*What is being asked:* All of the records must be repeated exactly as they read.

*Source information:*

────────────────────────────────────────

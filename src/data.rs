use std::sync::Arc;

use chrono::{DateTime, Duration, Utc};

use crate::gateway::{Gateway, GatewayError};
use crate::models::{Channel, Comment, CommentStatus, Report, Video};

/// Channel discovery plus the backend-side sync jobs.
pub trait ChannelService: Send + Sync {
    fn list_channels(&self, token: &str) -> Result<Vec<Channel>, GatewayError>;
    fn sync_channel(&self, token: &str) -> Result<Vec<Channel>, GatewayError>;
    fn sync_videos(&self, channel_id: &str, token: &str) -> Result<(), GatewayError>;
}

pub trait ReportService: Send + Sync {
    fn report(&self, token: &str) -> Result<Report, GatewayError>;
}

pub trait VideoService: Send + Sync {
    fn videos(&self, token: &str) -> Result<Vec<Video>, GatewayError>;
}

pub trait CommentService: Send + Sync {
    fn comments(&self, video_id: &str, token: &str) -> Result<Vec<Comment>, GatewayError>;
    fn delete_comment(&self, comment_id: &str, token: &str) -> Result<(), GatewayError>;
    fn delete_all_comments(&self, video_id: &str, token: &str) -> Result<(), GatewayError>;
}

pub struct RemoteChannelService {
    gateway: Arc<Gateway>,
}

impl RemoteChannelService {
    pub fn new(gateway: Arc<Gateway>) -> Self {
        Self { gateway }
    }
}

impl ChannelService for RemoteChannelService {
    fn list_channels(&self, token: &str) -> Result<Vec<Channel>, GatewayError> {
        self.gateway.list_channels(token)
    }

    fn sync_channel(&self, token: &str) -> Result<Vec<Channel>, GatewayError> {
        self.gateway.sync_channel(token)
    }

    fn sync_videos(&self, channel_id: &str, token: &str) -> Result<(), GatewayError> {
        self.gateway.sync_videos(channel_id, token).map(|_| ())
    }
}

pub struct RemoteReportService {
    gateway: Arc<Gateway>,
}

impl RemoteReportService {
    pub fn new(gateway: Arc<Gateway>) -> Self {
        Self { gateway }
    }
}

impl ReportService for RemoteReportService {
    fn report(&self, token: &str) -> Result<Report, GatewayError> {
        self.gateway.report(token)
    }
}

pub struct RemoteVideoService {
    gateway: Arc<Gateway>,
}

impl RemoteVideoService {
    pub fn new(gateway: Arc<Gateway>) -> Self {
        Self { gateway }
    }
}

impl VideoService for RemoteVideoService {
    fn videos(&self, token: &str) -> Result<Vec<Video>, GatewayError> {
        self.gateway.videos(token)
    }
}

pub struct RemoteCommentService {
    gateway: Arc<Gateway>,
}

impl RemoteCommentService {
    pub fn new(gateway: Arc<Gateway>) -> Self {
        Self { gateway }
    }
}

impl CommentService for RemoteCommentService {
    fn comments(&self, video_id: &str, token: &str) -> Result<Vec<Comment>, GatewayError> {
        self.gateway.comments(video_id, token)
    }

    fn delete_comment(&self, comment_id: &str, token: &str) -> Result<(), GatewayError> {
        self.gateway.delete_comment(comment_id, token).map(|_| ())
    }

    fn delete_all_comments(&self, video_id: &str, token: &str) -> Result<(), GatewayError> {
        self.gateway
            .delete_all_comments(video_id, token)
            .map(|_| ())
    }
}

#[derive(Default)]
pub struct MockChannelService;

impl ChannelService for MockChannelService {
    fn list_channels(&self, _token: &str) -> Result<Vec<Channel>, GatewayError> {
        Ok(vec![mock_channel()])
    }

    fn sync_channel(&self, _token: &str) -> Result<Vec<Channel>, GatewayError> {
        Ok(vec![mock_channel()])
    }

    fn sync_videos(&self, _channel_id: &str, _token: &str) -> Result<(), GatewayError> {
        Ok(())
    }
}

#[derive(Default)]
pub struct MockReportService;

impl ReportService for MockReportService {
    fn report(&self, _token: &str) -> Result<Report, GatewayError> {
        let comments = mock_comments();
        let total = comments.len() as u64;
        Ok(Report {
            comments,
            total: Some(total),
        })
    }
}

#[derive(Default)]
pub struct MockVideoService;

impl VideoService for MockVideoService {
    fn videos(&self, _token: &str) -> Result<Vec<Video>, GatewayError> {
        Ok(mock_videos())
    }
}

#[derive(Default)]
pub struct MockCommentService;

impl CommentService for MockCommentService {
    fn comments(&self, video_id: &str, _token: &str) -> Result<Vec<Comment>, GatewayError> {
        Ok(mock_comments()
            .into_iter()
            .filter(|comment| comment.video_id == video_id)
            .collect())
    }

    fn delete_comment(&self, _comment_id: &str, _token: &str) -> Result<(), GatewayError> {
        Ok(())
    }

    fn delete_all_comments(&self, _video_id: &str, _token: &str) -> Result<(), GatewayError> {
        Ok(())
    }
}

fn days_ago(days: i64) -> DateTime<Utc> {
    Utc::now() - Duration::days(days)
}

pub fn mock_channel() -> Channel {
    Channel {
        id: "UCmock0000000000000000".into(),
        title: "Example Creator".into(),
        custom_url: Some("@examplecreator".into()),
        description: "Sample channel provided for offline use.".into(),
        thumbnail: String::new(),
        published_at: days_ago(900),
        subscriber_count: 12_400,
        video_count: 87,
        view_count: 1_450_000,
    }
}

pub fn mock_videos() -> Vec<Video> {
    vec![
        Video {
            video_id: "vid-workflow".into(),
            title: "Moderation workflow walkthrough".into(),
            thumbnail: String::new(),
            published_at: days_ago(12),
            like_count: 310,
            comment_count: 42,
            view_count: 9_800,
        },
        Video {
            video_id: "vid-qa".into(),
            title: "Creator Q&A".into(),
            thumbnail: String::new(),
            published_at: days_ago(4),
            like_count: 120,
            comment_count: 18,
            view_count: 3_100,
        },
    ]
}

pub fn mock_comments() -> Vec<Comment> {
    let statuses = [
        CommentStatus::Deleted,
        CommentStatus::Hidden,
        CommentStatus::Pending,
        CommentStatus::Pending,
        CommentStatus::Success,
    ];
    statuses
        .into_iter()
        .enumerate()
        .map(|(i, status)| {
            let video_id = if i % 2 == 0 { "vid-workflow" } else { "vid-qa" };
            Comment {
                comment_id: format!("comment-{i}"),
                channel_id: "UCmock0000000000000000".into(),
                video_id: video_id.into(),
                author: format!("viewer{i}"),
                author_profile_image_url: None,
                text: "Check my channel for free giveaways!!!".into(),
                status,
                created_at: days_ago(i as i64),
                deleted_at: None,
            }
        })
        .collect()
}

────────────────────────────────────────

*Response box:*
filename src/data.rs
use std::sync::Arc;

use chrono::{DateTime, Duration, Utc};

use crate::gateway::{Gateway, GatewayError};
use crate::models::{Channel, Comment, CommentStatus, Report, Video};

/// Channel discovery plus the backend-side sync jobs.
pub trait ChannelService: Send + Sync {
    fn list_channels(&self, token: &str) -> Result<Vec<Channel>, GatewayError>;
    fn sync_channel(&self, token: &str) -> Result<Vec<Channel>, GatewayError>;
    fn sync_videos(&self, channel_id: &str, token: &str) -> Result<(), GatewayError>;
}

pub trait ReportService: Send + Sync {
    fn report(&self, token: &str) -> Result<Report, GatewayError>;
}

pub trait VideoService: Send + Sync {
    fn videos(&self, token: &str) -> Result<Vec<Video>, GatewayError>;
}

pub trait CommentService: Send + Sync {
    fn comments(&self, video_id: &str, token: &str) -> Result<Vec<Comment>, GatewayError>;
    fn delete_comment(&self, comment_id: &str, token: &str) -> Result<(), GatewayError>;
    fn delete_all_comments(&self, video_id: &str, token: &str) -> Result<(), GatewayError>;
}

pub struct RemoteChannelService {
    gateway: Arc<Gateway>,
}

impl RemoteChannelService {
    pub fn new(gateway: Arc<Gateway>) -> Self {
        Self { gateway }
    }
}

impl ChannelService for RemoteChannelService {
    fn list_channels(&self, token: &str) -> Result<Vec<Channel>, GatewayError> {
        self.gateway.list_channels(token)
    }

    fn sync_channel(&self, token: &str) -> Result<Vec<Channel>, GatewayError> {
        self.gateway.sync_channel(token)
    }

    fn sync_videos(&self, channel_id: &str, token: &str) -> Result<(), GatewayError> {
        self.gateway.sync_videos(channel_id, token).map(|_| ())
    }
}

pub struct RemoteReportService {
    gateway: Arc<Gateway>,
}

impl RemoteReportService {
    pub fn new(gateway: Arc<Gateway>) -> Self {
        Self { gateway }
    }
}

impl ReportService for RemoteReportService {
    fn report(&self, token: &str) -> Result<Report, GatewayError> {
        self.gateway.report(token)
    }
}

pub struct RemoteVideoService {
    gateway: Arc<Gateway>,
}

impl RemoteVideoService {
    pub fn new(gateway: Arc<Gateway>) -> Self {
        Self { gateway }
    }
}

impl VideoService for RemoteVideoService {
    fn videos(&self, token: &str) -> Result<Vec<Video>, GatewayError> {
        self.gateway.videos(token)
    }
}

pub struct RemoteCommentService {
    gateway: Arc<Gateway>,
}

impl RemoteCommentService {
    pub fn new(gateway: Arc<Gateway>) -> Self {
        Self { gateway }
    }
}

impl CommentService for RemoteCommentService {
    fn comments(&self, video_id: &str, token: &str) -> Result<Vec<Comment>, GatewayError> {
        self.gateway.comments(video_id, token)
    }

    fn delete_comment(&self, comment_id: &str, token: &str) -> Result<(), GatewayError> {
        self.gateway.delete_comment(comment_id, token).map(|_| ())
    }

    fn delete_all_comments(&self, video_id: &str, token: &str) -> Result<(), GatewayError> {
        self.gateway
            .delete_all_comments(video_id, token)
            .map(|_| ())
    }
}

#[derive(Default)]
pub struct MockChannelService;

impl ChannelService for MockChannelService {
    fn list_channels(&self, _token: &str) -> Result<Vec<Channel>, GatewayError> {
        Ok(vec![mock_channel()])
    }

    fn sync_channel(&self, _token: &str) -> Result<Vec<Channel>, GatewayError> {
        Ok(vec![mock_channel()])
    }

    fn sync_videos(&self, _channel_id: &str, _token: &str) -> Result<(), GatewayError> {
        Ok(())
    }
}

#[derive(Default)]
pub struct MockReportService;

impl ReportService for MockReportService {
    fn report(&self, _token: &str) -> Result<Report, GatewayError> {
        let comments = mock_comments();
        let total = comments.len() as u64;
        Ok(Report {
            comments,
            total: Some(total),
        })
    }
}

#[derive(Default)]
pub struct MockVideoService;

impl VideoService for MockVideoService {
    fn videos(&self, _token: &str) -> Result<Vec<Video>, GatewayError> {
        Ok(mock_videos())
    }
}

#[derive(Default)]
pub struct MockCommentService;

impl CommentService for MockCommentService {
    fn comments(&self, video_id: &str, _token: &str) -> Result<Vec<Comment>, GatewayError> {
        Ok(mock_comments()
            .into_iter()
            .filter(|comment| comment.video_id == video_id)
            .collect())
    }

    fn delete_comment(&self, _comment_id: &str, _token: &str) -> Result<(), GatewayError> {
        Ok(())
    }

    fn delete_all_comments(&self, _video_id: &str, _token: &str) -> Result<(), GatewayError> {
        Ok(())
    }
}

fn days_ago(days: i64) -> DateTime<Utc> {
    Utc::now() - Duration::days(days)
}

pub fn mock_channel() -> Channel {
    Channel {
        id: "UCmock0000000000000000".into(),
        title: "Example Creator".into(),
        custom_url: Some("@examplecreator".into()),
        description: "Sample channel provided for offline use.".into(),
        thumbnail: String::new(),
        published_at: days_ago(900),
        subscriber_count: 12_400,
        video_count: 87,
        view_count: 1_450_000,
    }
}

pub fn mock_videos() -> Vec<Video> {
    vec![
        Video {
            video_id: "vid-workflow".into(),
            title: "Moderation workflow walkthrough".into(),
            thumbnail: String::new(),
            published_at: days_ago(12),
            like_count: 310,
            comment_count: 42,
            view_count: 9_800,
        },
        Video {
            video_id: "vid-qa".into(),
            title: "Creator Q&A".into(),
            thumbnail: String::new(),
            published_at: days_ago(4),
            like_count: 120,
            comment_count: 18,
            view_count: 3_100,
        },
    ]
}

pub fn mock_comments() -> Vec<Comment> {
    let statuses = [
        CommentStatus::Deleted,
        CommentStatus::Hidden,
        CommentStatus::Pending,
        CommentStatus::Pending,
        CommentStatus::Success,
    ];
    statuses
        .into_iter()
        .enumerate()
        .map(|(i, status)| {
            let video_id = if i % 2 == 0 { "vid-workflow" } else { "vid-qa" };
            Comment {
                comment_id: format!("comment-{i}"),
                channel_id: "UCmock0000000000000000".into(),
                video_id: video_id.into(),
                author: format!("viewer{i}"),
                author_profile_image_url: None,
                text: "Check my channel for free giveaways!!!".into(),
                status,
                created_at: days_ago(i as i64),
                deleted_at: None,
            }
        })
        .collect()
}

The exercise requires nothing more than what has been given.